The Reach Foundation (Reach)
- Founded: 1994
- Founder: Jim Stynes and Paul Currie
- Focus: Creating safe and supportive spaces where teenagers can share stories and experiences honestly.
- Location: Australia;
- Region served: 10- to 18-year-olds
- Website: http://www.reach.org.au/

= The Reach Foundation =

Youth not-for-profit organisation

The Reach Foundation (Reach) is a youth not-for-profit organisation established by Jim Stynes OAM and film director Paul Currie in 1994.

Reach runs national school and community-based programs for young people aged 10 to 18 designed to promote their mental health and wellbeing.
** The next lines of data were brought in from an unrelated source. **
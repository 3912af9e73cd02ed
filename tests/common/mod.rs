#![allow(dead_code)]

use normo_index::indexing::discovery::SourceFile;
use normo_index::{
    Chunk, DocumentExtractor, DocumentFingerprint, Embedder, Error, Extractor, IndexedChunk, Indexer,
    JsonManifest, ManifestStore, RedbManifest, RedbVectorStore, Result, SearchFilters, SearchHit,
    VectorIndex,
};
use std::collections::hash_map::DefaultHasher;
use std::collections::{BTreeSet, HashSet};
use std::fs;
use std::hash::{Hash, Hasher};
use std::path::PathBuf;
use std::sync::atomic::{AtomicBool, AtomicUsize, Ordering};
use std::sync::{Arc, Mutex};
use tempfile::TempDir;

pub const DIMENSIONS: usize = 256;

/// Bag-of-words embedder: same text, same vector, across runs
#[derive(Default)]
pub struct HashEmbedder {
    pub document_calls: AtomicUsize,
    /// Fail every call while set
    pub unavailable: AtomicBool,
}

impl HashEmbedder {
    pub fn vector(text: &str) -> Vec<f32> {
        let mut vector = vec![0.0f32; DIMENSIONS];
        for word in text.split_whitespace() {
            let mut hasher = DefaultHasher::new();
            word.to_lowercase().hash(&mut hasher);
            vector[(hasher.finish() % DIMENSIONS as u64) as usize] += 1.0;
        }
        let norm: f32 = vector.iter().map(|x| x * x).sum::<f32>().sqrt();
        if norm > 0.0 {
            vector.iter_mut().for_each(|x| *x /= norm);
        }
        vector
    }

    pub fn calls(&self) -> usize {
        self.document_calls.load(Ordering::SeqCst)
    }
}

impl Embedder for HashEmbedder {
    fn model_id(&self) -> &str {
        "test-hash"
    }

    fn embed_documents(&self, texts: &[String]) -> Result<Vec<Vec<f32>>> {
        self.document_calls.fetch_add(1, Ordering::SeqCst);
        if self.unavailable.load(Ordering::SeqCst) {
            return Err(Error::EmbeddingService("service unavailable".to_string()));
        }
        Ok(texts.iter().map(|t| Self::vector(t)).collect())
    }

    fn embed_query(&self, text: &str) -> Result<Vec<f32>> {
        Ok(Self::vector(text))
    }
}

/// Shares a `HashEmbedder` so tests can inspect it after handing it over
pub struct SharedEmbedder(pub Arc<HashEmbedder>);

impl Embedder for SharedEmbedder {
    fn model_id(&self) -> &str {
        self.0.model_id()
    }

    fn embed_documents(&self, texts: &[String]) -> Result<Vec<Vec<f32>>> {
        self.0.embed_documents(texts)
    }

    fn embed_query(&self, text: &str) -> Result<Vec<f32>> {
        self.0.embed_query(text)
    }
}

/// Counts extraction calls
pub struct CountingExtractor {
    inner: DocumentExtractor,
    pub calls: Arc<AtomicUsize>,
}

impl Extractor for CountingExtractor {
    fn extract(&self, file: &SourceFile, fingerprint: &DocumentFingerprint) -> Result<Vec<Chunk>> {
        self.calls.fetch_add(1, Ordering::SeqCst);
        self.inner.extract(file, fingerprint)
    }
}

/// Vector index whose writes can be made to fail for chosen documents.
///
/// A failing upsert stores half of the chunks before reporting the error,
/// like a backend that lost its connection mid-batch.
pub struct FlakyIndex {
    pub inner: Arc<RedbVectorStore>,
    pub fail_upsert: Mutex<HashSet<String>>,
    pub fail_delete: Mutex<HashSet<String>>,
}

impl FlakyIndex {
    pub fn new(inner: Arc<RedbVectorStore>) -> Self {
        Self {
            inner,
            fail_upsert: Mutex::new(HashSet::new()),
            fail_delete: Mutex::new(HashSet::new()),
        }
    }
}

impl VectorIndex for FlakyIndex {
    fn upsert(&self, chunks: &[IndexedChunk]) -> Result<()> {
        let failing = chunks
            .first()
            .is_some_and(|c| self.fail_upsert.lock().unwrap().contains(&c.document_id));
        if failing {
            self.inner.upsert(&chunks[..chunks.len().div_ceil(2)])?;
            return Err(Error::IndexStore("connection reset".to_string()));
        }
        self.inner.upsert(chunks)
    }

    fn delete_document(&self, document_id: &str) -> Result<usize> {
        if self.fail_delete.lock().unwrap().contains(document_id) {
            return Err(Error::IndexStore("connection reset".to_string()));
        }
        self.inner.delete_document(document_id)
    }

    fn document_chunk_ids(&self, document_id: &str) -> Result<Vec<String>> {
        self.inner.document_chunk_ids(document_id)
    }

    fn document_ids(&self) -> Result<BTreeSet<String>> {
        self.inner.document_ids()
    }

    fn query(&self, vector: &[f32], top_k: usize, filters: &SearchFilters) -> Result<Vec<SearchHit>> {
        self.inner.query(vector, top_k, filters)
    }

    fn chunk_count(&self) -> Result<usize> {
        self.inner.chunk_count()
    }

    fn clear(&self) -> Result<()> {
        self.inner.clear()
    }
}

/// A source folder plus data directory in a temp dir
pub struct Fixture {
    pub temp_dir: TempDir,
    pub source_dir: PathBuf,
    pub data_dir: PathBuf,
    pub embedder: Arc<HashEmbedder>,
    pub extractions: Arc<AtomicUsize>,
}

impl Fixture {
    pub fn new() -> Self {
        let temp_dir = TempDir::new().unwrap();
        let source_dir = temp_dir.path().join("docs");
        let data_dir = temp_dir.path().join("data");
        fs::create_dir_all(&source_dir).unwrap();
        fs::create_dir_all(&data_dir).unwrap();
        Self {
            temp_dir,
            source_dir,
            data_dir,
            embedder: Arc::new(HashEmbedder::default()),
            extractions: Arc::new(AtomicUsize::new(0)),
        }
    }

    pub fn write(&self, document_id: &str, content: impl AsRef<[u8]>) -> PathBuf {
        let path = self.source_dir.join(document_id);
        if let Some(parent) = path.parent() {
            fs::create_dir_all(parent).unwrap();
        }
        fs::write(&path, content).unwrap();
        path
    }

    pub fn remove(&self, document_id: &str) {
        fs::remove_file(self.source_dir.join(document_id)).unwrap();
    }

    pub fn lock_path(&self) -> PathBuf {
        self.data_dir.join("sync.lock")
    }

    pub fn open_store(&self) -> Arc<RedbVectorStore> {
        Arc::new(RedbVectorStore::open(&self.data_dir.join("vectors.redb")).unwrap())
    }

    pub fn open_manifest(&self) -> Box<dyn ManifestStore> {
        Box::new(RedbManifest::open(&self.data_dir.join("manifest.redb")).unwrap())
    }

    pub fn open_json_manifest(&self) -> Box<dyn ManifestStore> {
        Box::new(JsonManifest::open(&self.data_dir.join("manifest.json")).unwrap())
    }

    /// Indexer over the given stores, with small chunks
    pub fn indexer(&self, manifest: Box<dyn ManifestStore>, index: Arc<dyn VectorIndex>) -> Indexer {
        let extractor = CountingExtractor {
            inner: DocumentExtractor::new(120, 30),
            calls: Arc::clone(&self.extractions),
        };
        Indexer::new(
            &self.source_dir,
            &self.lock_path(),
            manifest,
            index,
            Arc::new(extractor),
            Arc::new(SharedEmbedder(Arc::clone(&self.embedder))),
        )
        .with_concurrency(2)
    }

    pub fn extraction_calls(&self) -> usize {
        self.extractions.load(Ordering::SeqCst)
    }
}

/// Every indexed document has a complete manifest entry naming exactly its chunks
pub fn assert_no_orphans(manifest: &dyn ManifestStore, index: &dyn VectorIndex) {
    let entries = manifest.load().unwrap();
    for document_id in index.document_ids().unwrap() {
        let entry = entries
            .get(&document_id)
            .unwrap_or_else(|| panic!("index holds chunks of unknown document {}", document_id));
        assert!(entry.is_complete(), "{} has chunks but is not complete", document_id);
    }
    for entry in entries.values().filter(|e| e.is_complete()) {
        let mut indexed = index.document_chunk_ids(&entry.document_id).unwrap();
        let mut recorded = entry.chunk_ids.clone();
        indexed.sort();
        recorded.sort();
        assert_eq!(indexed, recorded, "chunk mismatch for {}", entry.document_id);
    }
}

/// Long enough to produce several chunks
pub fn long_text(topic: &str, paragraphs: usize) -> String {
    (0..paragraphs)
        .map(|i| {
            format!(
                "Paragraph {} about {}. The building code requires escape routes, fire \
                 compartments and accessible entrances for {} structures.",
                i, topic, topic
            )
        })
        .collect::<Vec<_>>()
        .join("\n\n")
}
Programs are run by the young Reach "Crew" in over 500 metropolitan and regional schools and communities across Australia. The main focus is on prevention and early intervention. Programs aim to identify the underlying reasons for negative behaviour and enable young people to redirect their energy towards more positive outcomes.

In May 2026, Reach and the Youth Impact Foundation (TYIF) announced a merger to form a single organisation delivering prevention‑led youth mental health and wellbeing programs. The combined entity is expected to reach over 200,000 young people in 2026 across Australia and New Zealand.
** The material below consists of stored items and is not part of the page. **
//! Pipeline orchestrator
//!
//! Runs the full chain: palette construction, color clustering, edge
//! raster building, contour scanning, interpolation and segment fitting.

use rand::SeedableRng;
use rand::rngs::StdRng;

use crate::error::Result;
use crate::options::{Layering, Options};
use vectrace_color::{ClusterOptions, ColorIndex, ColorResult, build_color_index, build_palette};
use vectrace_core::{Rgba, RgbaBuffer};
use vectrace_trace::{
    OutlinedArea, build_all_rasters, build_raster_for_color, interpolate, scan_areas, trace_area,
};

/// Custom palette builder, replacing the built-in sampling modes.
///
/// Receives the image, the requested color count and the tracer's RNG,
/// and returns the initial palette for clustering.
pub type PaletteFn =
    Box<dyn Fn(&RgbaBuffer, usize, &mut StdRng) -> ColorResult<Vec<Rgba>> + Send + Sync>;

/// The traced image: one list of outlined areas per palette color.
///
/// `areas_by_color[i]` holds the fitted boundaries of palette color
/// `colors[i]`; hole areas appear both in the list and in their parent's
/// `child_holes` indices.
#[derive(Debug, Clone)]
pub struct TraceData {
    pub colors: Vec<Rgba>,
    pub areas_by_color: Vec<Vec<OutlinedArea>>,
    pub width: usize,
    pub height: usize,
}

/// Raster to vector tracer.
pub struct ImageTracer {
    options: Options,
    palette_fn: Option<PaletteFn>,
}

impl ImageTracer {
    pub fn new(options: Options) -> Self {
        Self {
            options,
            palette_fn: None,
        }
    }

    /// Replace the built-in palette construction with a custom one.
    pub fn with_palette_fn(mut self, palette_fn: PaletteFn) -> Self {
        self.palette_fn = Some(palette_fn);
        self
    }

    pub fn options(&self) -> &Options {
        &self.options
    }

    /// Trace an image into per-color vector outlines.
    pub fn trace(&self, image: &RgbaBuffer) -> Result<TraceData> {
        let mut rng = match self.options.seed {
            Some(seed) => StdRng::seed_from_u64(seed),
            None => StdRng::from_os_rng(),
        };

        let mut palette = self.build_palette(image, &mut rng)?;
        tracing::debug!(colors = palette.len(), "palette ready");

        let cluster_options = ClusterOptions {
            cycles: self.options.color_clustering_cycles,
            min_color_quota: self.options.min_color_quota,
            buffering: self.options.distance_buffering,
        };
        let index = build_color_index(image, &mut palette, &cluster_options, &mut rng)?;
        tracing::debug!(
            width = index.width(),
            height = index.height(),
            "pixels clustered"
        );

        let areas_by_color = match self.options.layering {
            Layering::Sequential => self.trace_layers_sequential(&index, palette.len())?,
            Layering::Batch => self.trace_layers_batch(&index, palette.len())?,
        };
        tracing::debug!(
            areas = areas_by_color.iter().map(Vec::len).sum::<usize>(),
            "outlines fitted"
        );

        Ok(TraceData {
            colors: palette,
            areas_by_color,
            width: index.width(),
            height: index.height(),
        })
    }

    fn build_palette(&self, image: &RgbaBuffer, rng: &mut StdRng) -> Result<Vec<Rgba>> {
        let palette = match &self.palette_fn {
            Some(palette_fn) => palette_fn(image, self.options.number_of_colors, rng)?,
            None => build_palette(
                image,
                self.options.number_of_colors,
                self.options.color_sampling,
                self.options.palette.as_deref(),
                rng,
            )?,
        };
        Ok(palette)
    }

    /// Full per-color chain, one color at a time.
    fn trace_layers_sequential(
        &self,
        index: &ColorIndex,
        palette_len: usize,
    ) -> Result<Vec<Vec<OutlinedArea>>> {
        let mut areas_by_color = Vec::with_capacity(palette_len);
        for color in 0..palette_len {
            let mut raster = build_raster_for_color(index, color as i32);
            let areas = scan_areas(&mut raster, self.options.min_shape_outline)?;
            areas_by_color.push(self.fit_layer(areas));
        }
        Ok(areas_by_color)
    }

    /// Stage by stage over all colors, sharing one pass over the index
    /// for raster building.
    fn trace_layers_batch(
        &self,
        index: &ColorIndex,
        palette_len: usize,
    ) -> Result<Vec<Vec<OutlinedArea>>> {
        let mut rasters = build_all_rasters(index, palette_len);

        let mut areas_by_color = Vec::with_capacity(rasters.len());
        for raster in &mut rasters {
            areas_by_color.push(scan_areas(raster, self.options.min_shape_outline)?);
        }

        Ok(areas_by_color
            .into_iter()
            .map(|areas| self.fit_layer(areas))
            .collect())
    }

    fn fit_layer(&self, areas: Vec<vectrace_trace::EdgeArea>) -> Vec<OutlinedArea> {
        let interpolated = interpolate(
            self.options.interpolation,
            areas,
            self.options.enhance_right_angles,
        );
        interpolated
            .iter()
            .map(|area| {
                trace_area(
                    area,
                    self.options.line_error_margin,
                    self.options.curve_error_margin,
                )
            })
            .collect()
    }
}

#[cfg(test)]
mod tests {
    use super::*;
    use vectrace_trace::DrawCommand;

    fn uniform_image(width: usize, height: usize, color: Rgba) -> RgbaBuffer {
        RgbaBuffer::filled(width, height, color)
    }

    fn seeded_options() -> Options {
        Options {
            seed: Some(7),
            min_shape_outline: 0,
            ..Options::default()
        }
    }

    #[test]
    fn test_uniform_image_single_area() {
        let image = uniform_image(4, 4, Rgba::opaque(255, 0, 0));
        let tracer = ImageTracer::new(seeded_options());
        let data = tracer.trace(&image).unwrap();

        assert_eq!(data.width, 4);
        assert_eq!(data.height, 4);
        // Every pixel is the same color, so exactly one layer has areas.
        let populated: Vec<&Vec<OutlinedArea>> = data
            .areas_by_color
            .iter()
            .filter(|areas| !areas.is_empty())
            .collect();
        assert_eq!(populated.len(), 1);
        assert_eq!(populated[0].len(), 1);
        assert!(!populated[0][0].is_hole);
    }

    #[test]
    fn test_layering_modes_agree() {
        let image = uniform_image(6, 4, Rgba::opaque(0, 128, 255));
        let sequential = ImageTracer::new(Options {
            layering: Layering::Sequential,
            ..seeded_options()
        });
        let batch = ImageTracer::new(Options {
            layering: Layering::Batch,
            ..seeded_options()
        });

        let a = sequential.trace(&image).unwrap();
        let b = batch.trace(&image).unwrap();

        assert_eq!(a.colors, b.colors);
        assert_eq!(a.areas_by_color.len(), b.areas_by_color.len());
        for (areas_a, areas_b) in a.areas_by_color.iter().zip(&b.areas_by_color) {
            assert_eq!(areas_a.len(), areas_b.len());
            for (area_a, area_b) in areas_a.iter().zip(areas_b) {
                assert_eq!(area_a.commands, area_b.commands);
                assert_eq!(area_a.is_hole, area_b.is_hole);
            }
        }
    }

    #[test]
    fn test_custom_palette_fn() {
        let image = uniform_image(4, 4, Rgba::opaque(10, 20, 30));
        let tracer = ImageTracer::new(seeded_options()).with_palette_fn(Box::new(|_, _, _| {
            Ok(vec![Rgba::opaque(10, 20, 30), Rgba::opaque(200, 200, 200)])
        }));
        let data = tracer.trace(&image).unwrap();
        // Clustering pulls the first color onto the image average.
        assert_eq!(data.colors[0], Rgba::opaque(10, 20, 30));
    }

    #[test]
    fn test_commands_form_closed_loops() {
        let mut image = uniform_image(8, 8, Rgba::opaque(255, 255, 255));
        image.fill_rect(2, 2, 4, 4, Rgba::opaque(0, 0, 0));
        let tracer = ImageTracer::new(seeded_options());
        let data = tracer.trace(&image).unwrap();

        for areas in &data.areas_by_color {
            for area in areas {
                let Some(first) = area.commands.first() else {
                    continue;
                };
                let (start_x, start_y) = match *first {
                    DrawCommand::Line { x1, y1, .. } => (x1, y1),
                    DrawCommand::Curve { x1, y1, .. } => (x1, y1),
                };
                let last = area.commands.last().unwrap();
                assert_eq!(last.end_point(), (start_x, start_y));
            }
        }
    }
}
==Working with teachers and youth professionals==
Reach works in partnership with The Commonwealth Department of Education, Employment and Workplace Relations (DEEWR) to offer the Finding Heroes program to teachers, educators and youth professionals.

Finding Heroes is based on the positive psychology framework and aims to provide teachers, educators and youth professionals with the practical skills and resources to improve the emotional and social wellbeing of students.
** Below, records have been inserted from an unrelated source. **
//! Crate-wide error type

use thiserror::Error;

/// Any failure the tracing pipeline can surface.
#[derive(Debug, Error)]
pub enum Error {
    #[error("core error: {0}")]
    Core(#[from] vectrace_core::Error),

    #[error("color quantization error: {0}")]
    Color(#[from] vectrace_color::ColorError),

    #[error("tracing error: {0}")]
    Trace(#[from] vectrace_trace::TraceError),
}

pub type Result<T> = std::result::Result<T, Error>;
==Working with indigenous communities==
Reach works in partnership with DEEWR with the aim of creating relationships with young people in indigenous communities to encourage them to voice their concerns and aspirations for their lives.

==Locations==
Reach programs are held at the Reach National Office ("The Dream Factory") in Collingwood (Victoria), Sydney, the Hunter Region (NSW), and in various other locations throughout Australia.

==Leadership==
Trisha Squires commenced as CEO from 14 September 2015, taking over from Sarah Davies, who took the position in 2011 when Jim Stynes fell ill with cancer.
Anthony Klein began his role as chairman of the board in 2020.

==Alumni==
Reach Alumni include:
- Jules Lund, TV and radio personality
- Trisha Silvers, 2006 Young Australian of the Year
- Harley Webster aka Phrase, Hip hop MC
- Josh Schmidt Twentysomething, writer and actor
- Saskia Hempele TV personality, Neighbours
- Jess Harris Twentysomething, writer and actor
- Kayne Tremills ABC3, TV presenter
- Jordiie Leigh, Filmmaker, What Would You Do Australia (TV Series)

==The Open Book Project==
The Open Book Project was a national campaign launched by Reach in 2011 that endeavoured to show today's teenagers that they're not alone in their lives. Celebrities and members of the general public shared pages of their teenage diary revisiting the thoughts, feelings and ambitions they had as a teenager.

Celebrity entries included Hamish Blake, Cathy Freeman, Kerry Armstrong and Jesse Martin.